Exercise description
Every line that contains "FloatValue" must be located and copied from the data.

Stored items
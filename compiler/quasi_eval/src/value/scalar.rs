//! Fixed-width scalars.
//!
//! Integers are stored as the low `width` bits of a `u64` plus their kind;
//! every operation wraps modulo 2^width. Floats are `f64` rounded to the
//! kind's precision after each operation.

use crate::errors::{division_by_zero, EvalError};
use crate::types::{ComplexKind, FloatKind, IntKind};
use std::cmp::Ordering;
use std::fmt;

#[inline]
const fn mask(kind: IntKind) -> u64 {
    match kind.bits() {
        64 => u64::MAX,
        w => (1u64 << w) - 1,
    }
}

/// A typed integer.
#[derive(Copy, Clone, Eq, PartialEq, Hash, Debug)]
pub struct IntValue {
    kind: IntKind,
    bits: u64,
}

impl IntValue {
    /// Wrap `v` into `kind` (two's complement truncation).
    #[inline]
    pub fn new(kind: IntKind, v: i128) -> Self {
        Self::from_bits(kind, v as u64)
    }

    #[inline]
    pub fn from_bits(kind: IntKind, bits: u64) -> Self {
        IntValue {
            kind,
            bits: bits & mask(kind),
        }
    }

    #[inline]
    pub fn kind(self) -> IntKind {
        self.kind
    }

    #[inline]
    pub fn bits(self) -> u64 {
        self.bits
    }

    /// Mathematical value.
    #[inline]
    pub fn get(self) -> i128 {
        if self.kind.is_signed() {
            let shift = 64 - self.kind.bits();
            i128::from(((self.bits << shift) as i64) >> shift)
        } else {
            i128::from(self.bits)
        }
    }

    /// Same mathematical value wrapped into another kind.
    #[inline]
    #[must_use]
    pub fn cast(self, kind: IntKind) -> Self {
        Self::new(kind, self.get())
    }

    #[must_use]
    pub fn add(self, rhs: Self) -> Self {
        Self::from_bits(self.kind, self.bits.wrapping_add(rhs.bits))
    }

    #[must_use]
    pub fn sub(self, rhs: Self) -> Self {
        Self::from_bits(self.kind, self.bits.wrapping_sub(rhs.bits))
    }

    #[must_use]
    pub fn mul(self, rhs: Self) -> Self {
        Self::from_bits(self.kind, self.bits.wrapping_mul(rhs.bits))
    }

    /// Truncated division; `MinInt / -1` wraps to `MinInt`.
    pub fn quo(self, rhs: Self) -> Result<Self, EvalError> {
        if rhs.bits == 0 {
            return Err(division_by_zero());
        }
        Ok(Self::new(self.kind, self.get() / rhs.get()))
    }

    /// Remainder with the sign of the dividend.
    pub fn rem(self, rhs: Self) -> Result<Self, EvalError> {
        if rhs.bits == 0 {
            return Err(division_by_zero());
        }
        Ok(Self::new(self.kind, self.get() % rhs.get()))
    }

    #[must_use]
    pub fn and(self, rhs: Self) -> Self {
        Self::from_bits(self.kind, self.bits & rhs.bits)
    }

    #[must_use]
    pub fn or(self, rhs: Self) -> Self {
        Self::from_bits(self.kind, self.bits | rhs.bits)
    }

    #[must_use]
    pub fn xor(self, rhs: Self) -> Self {
        Self::from_bits(self.kind, self.bits ^ rhs.bits)
    }

    #[must_use]
    pub fn and_not(self, rhs: Self) -> Self {
        Self::from_bits(self.kind, self.bits & !rhs.bits)
    }

    #[must_use]
    pub fn shl(self, count: u64) -> Self {
        if count >= 64 {
            Self::from_bits(self.kind, 0)
        } else {
            Self::from_bits(self.kind, self.bits << count)
        }
    }

    /// Arithmetic shift for signed kinds, logical for unsigned.
    #[must_use]
    pub fn shr(self, count: u64) -> Self {
        if self.kind.is_signed() {
            Self::new(self.kind, self.get() >> count.min(127))
        } else if count >= 64 {
            Self::from_bits(self.kind, 0)
        } else {
            Self::from_bits(self.kind, self.bits >> count)
        }
    }

    #[must_use]
    pub fn neg(self) -> Self {
        Self::from_bits(self.kind, self.bits.wrapping_neg())
    }

    /// Bitwise complement `^x`.
    #[must_use]
    pub fn not(self) -> Self {
        Self::from_bits(self.kind, !self.bits)
    }

    pub fn compare(self, rhs: Self) -> Ordering {
        self.get().cmp(&rhs.get())
    }
}

impl fmt::Display for IntValue {
    fn fmt(&self, f: &mut fmt::Formatter<'_>) -> fmt::Result {
        write!(f, "{}", self.get())
    }
}

/// A typed float.
#[derive(Copy, Clone, PartialEq, Debug)]
pub struct FloatValue {
    kind: FloatKind,
    v: f64,
}

impl FloatValue {
    #[inline]
    pub fn new(kind: FloatKind, v: f64) -> Self {
        FloatValue {
            kind,
            v: kind.round(v),
        }
    }

    #[inline]
    pub fn kind(self) -> FloatKind {
        self.kind
    }

    #[inline]
    pub fn get(self) -> f64 {
        self.v
    }

    /// Apply a binary operation and round the result to this kind.
    #[must_use]
    pub fn map2(self, rhs: Self, op: impl FnOnce(f64, f64) -> f64) -> Self {
        Self::new(self.kind, op(self.v, rhs.v))
    }
}

impl fmt::Display for FloatValue {
    fn fmt(&self, f: &mut fmt::Formatter<'_>) -> fmt::Result {
        f.write_str(&format_float(self.v, self.kind))
    }
}

/// A typed complex number.
#[derive(Copy, Clone, PartialEq, Debug)]
pub struct ComplexValue {
    kind: ComplexKind,
    re: f64,
    im: f64,
}

impl ComplexValue {
    #[inline]
    pub fn new(kind: ComplexKind, re: f64, im: f64) -> Self {
        let part = kind.part();
        ComplexValue {
            kind,
            re: part.round(re),
            im: part.round(im),
        }
    }

    #[inline]
    pub fn kind(self) -> ComplexKind {
        self.kind
    }

    #[inline]
    pub fn re(self) -> f64 {
        self.re
    }

    #[inline]
    pub fn im(self) -> f64 {
        self.im
    }

    #[must_use]
    pub fn add(self, rhs: Self) -> Self {
        Self::new(self.kind, self.re + rhs.re, self.im + rhs.im)
    }

    #[must_use]
    pub fn sub(self, rhs: Self) -> Self {
        Self::new(self.kind, self.re - rhs.re, self.im - rhs.im)
    }

    #[must_use]
    pub fn mul(self, rhs: Self) -> Self {
        let (a, b, c, d) = (self.re, self.im, rhs.re, rhs.im);
        Self::new(self.kind, a * c - b * d, a * d + b * c)
    }

    #[must_use]
    pub fn quo(self, rhs: Self) -> Self {
        let (a, b, c, d) = (self.re, self.im, rhs.re, rhs.im);
        let den = c * c + d * d;
        Self::new(self.kind, (a * c + b * d) / den, (b * c - a * d) / den)
    }

    #[must_use]
    pub fn neg(self) -> Self {
        Self::new(self.kind, -self.re, -self.im)
    }
}

impl fmt::Display for ComplexValue {
    fn fmt(&self, f: &mut fmt::Formatter<'_>) -> fmt::Result {
        f.write_str(&format_complex(self.re, self.im, self.kind.part()))
    }
}

/// Shortest `%v` rendering of a float: fixed notation for decimal exponents
/// in `-4..6`, otherwise `d.ddde+XX`.
pub fn format_float(v: f64, kind: FloatKind) -> String {
    if v.is_nan() {
        return "NaN".to_string();
    }
    if v.is_infinite() {
        return if v > 0.0 { "+Inf" } else { "-Inf" }.to_string();
    }
    let sci = match kind {
        FloatKind::F32 => format!("{:e}", v as f32),
        FloatKind::F64 => format!("{v:e}"),
    };
    let (mantissa, exp) = sci.split_once('e').unwrap_or((sci.as_str(), "0"));
    let exp: i32 = exp.parse().unwrap_or(0);
    if (-4..6).contains(&exp) {
        return match kind {
            FloatKind::F32 => format!("{}", v as f32),
            FloatKind::F64 => format!("{v}"),
        };
    }
    let sign = if exp < 0 { '-' } else { '+' };
    format!("{mantissa}e{sign}{:02}", exp.abs())
}

/// `(re+imi)` with an explicit sign on the imaginary part.
pub fn format_complex(re: f64, im: f64, part: FloatKind) -> String {
    let im_text = format_float(im, part);
    let sign = if im_text.starts_with('-') || im_text.starts_with('+') {
        ""
    } else {
        "+"
    };
    format!("({}{sign}{im_text}i)", format_float(re, part))
}
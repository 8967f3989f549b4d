use crate::errors::{EvalError, EvalErrorKind};
use crate::interpreter::Interpreter;
use crate::print_handler::silent_handler;
use crate::types::IntKind;
use crate::value::{Value, Values};
use pretty_assertions::assert_eq;
use quasi_ir::Node;
use smallvec::smallvec;

fn interpreter() -> Interpreter {
    Interpreter::builder().print_handler(silent_handler()).build()
}

fn eval(interp: &mut Interpreter, src: &str) -> Result<Values, EvalError> {
    let block = quasi_parse::parse_source(src).unwrap_or_else(|e| panic!("parse {src:?}: {e}"));
    interp.eval_ast(Node::from(block))
}

fn run(src: &str) -> Values {
    eval(&mut interpreter(), src).unwrap_or_else(|e| panic!("eval {src:?}: {e}"))
}

/// The syntax `src` parses to.
fn syntax(src: &str) -> Value {
    let block = quasi_parse::parse_source(src).unwrap_or_else(|e| panic!("parse {src:?}: {e}"));
    Value::Syntax(block.into_node())
}

const SECOND_ARG: &str = "~macro second_arg(a, b, c interface{}) interface{} { return b }\n";

#[test]
fn quote_yields_its_body_unevaluated() {
    assert_eq!(run("~quote{7}"), Values::from_elem(syntax("7"), 1));
    assert_eq!(run("~quote{x}"), Values::from_elem(syntax("x"), 1));
    assert_eq!(run(r#"~'{"foo" + "bar"}"#), Values::from_elem(syntax(r#""foo" + "bar""#), 1));
}

#[test]
fn quote_of_several_statements_is_a_block() {
    assert_eq!(run("var ab = ~quote{a; b}; ab"), Values::from_elem(syntax("a; b"), 1));
}

#[test]
fn unquote_is_replaced_by_its_value() {
    assert_eq!(run("~quasiquote{1 + ~unquote{2 + 3}}"), Values::from_elem(syntax("1 + 5"), 1));
    assert_eq!(run(r#"~"{2 * ~,{3 << 1}}"#), Values::from_elem(syntax("2 * 6"), 1));
}

#[test]
fn unquote_sees_local_variables() {
    let got = run("x := int8(-3); ~quasiquote{y + ~unquote{x}}");
    assert_eq!(got, Values::from_elem(syntax("y + int8(-3)"), 1));
}

#[test]
fn unquote_splice_inserts_block_statements() {
    let src = "ab := ~'{a; b}\n~quasiquote{~unquote_splice ab; c}";
    assert_eq!(run(src), Values::from_elem(syntax("a; b; c"), 1));
    let src = "ab := ~'{a; b}\n~\"{zero; ~,@ab; one}";
    assert_eq!(run(src), Values::from_elem(syntax("zero; a; b; one"), 1));
}

#[test]
fn unquote_splice_into_call_arguments() {
    let src = "args := ~'{x; y}\n~\"{f(~,@args, z)}";
    assert_eq!(run(src), Values::from_elem(syntax("f(x, y, z)"), 1));
}

#[test]
fn splice_of_nil_removes_the_element() {
    assert_eq!(run("~\"{~,@nil; x}"), Values::from_elem(syntax("x"), 1));
}

#[test]
fn nested_quasiquote_keeps_inner_unquote() {
    let got = run("~quasiquote{~quasiquote{~unquote{7}}}");
    assert_eq!(got, Values::from_elem(syntax("~quasiquote{~unquote{7}}"), 1));
}

#[test]
fn macro_declaration_yields_nothing_visible() {
    let got = run(&format!("{SECOND_ARG}0"));
    assert_eq!(got, Values::from_elem(Value::int(0), 1));
}

#[test]
fn statement_sequence_macro_consumes_following_statements() {
    let src = format!("{SECOND_ARG}var v uint32 = 98\nsecond_arg; 1; v; 3");
    assert_eq!(run(&src), Values::from_elem(Value::typed_int(IntKind::Uint32, 98), 1));
}

#[test]
fn macro_result_is_expanded_again() {
    let src = format!("{SECOND_ARG}second_arg; 1; {{second_arg; 2; 3; 4}}; 5");
    assert_eq!(run(&src), Values::from_elem(Value::int(3), 1));
}

#[test]
fn macro_call_form_passes_argument_syntax() {
    let src = format!("{SECOND_ARG}second_arg(undefined1, 7 * 6, undefined2)");
    assert_eq!(run(&src), Values::from_elem(Value::int(42), 1));
}

#[test]
fn macro_inside_function_body_is_expanded_at_declaration() {
    let src = format!("{SECOND_ARG}func f() int {{ return second_arg(0, 11, 0) }}\nf()");
    assert_eq!(run(&src), Values::from_elem(Value::int(11), 1));
}

#[test]
fn self_expanding_macro_overflows() {
    let mut interp = Interpreter::builder()
        .print_handler(silent_handler())
        .max_macro_expansions(16)
        .build();
    let err = eval(&mut interp, "~macro again() interface{} { return ~quote{again()} }\nagain()")
        .expect_err("expansion should not terminate");
    assert_eq!(err.kind, EvalErrorKind::MacroExpansionOverflow { limit: 16 });
}

#[test]
fn macroexpand1_rewrites_once() {
    let src = format!("{SECOND_ARG}MacroExpand1(~quote{{second_arg(1, second_arg(4, 5, 6), 3)}})");
    let expected: Values = smallvec![syntax("second_arg(4, 5, 6)"), Value::Bool(true)];
    assert_eq!(run(&src), expected);
}

#[test]
fn macroexpand_reports_non_macro() {
    let expected: Values = smallvec![syntax("1 + 2"), Value::Bool(false)];
    assert_eq!(run("MacroExpand(~quote{1 + 2})"), expected);
}

#[test]
fn eval_of_quoted_syntax() {
    let expected: Values = smallvec![Value::int(3), Value::int(4), Value::int(5)];
    assert_eq!(run("Values(3, 4, 5)"), expected);
    assert_eq!(run("Eval(~quote{Values(3, 4, 5)})"), expected);
    assert_eq!(run("Eval(Values(3, 4, 5))"), Values::from_elem(Value::int(3), 1));
}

Exercise output
pub struct FloatValue {
impl FloatValue {
        FloatValue {
impl fmt::Display for FloatValue {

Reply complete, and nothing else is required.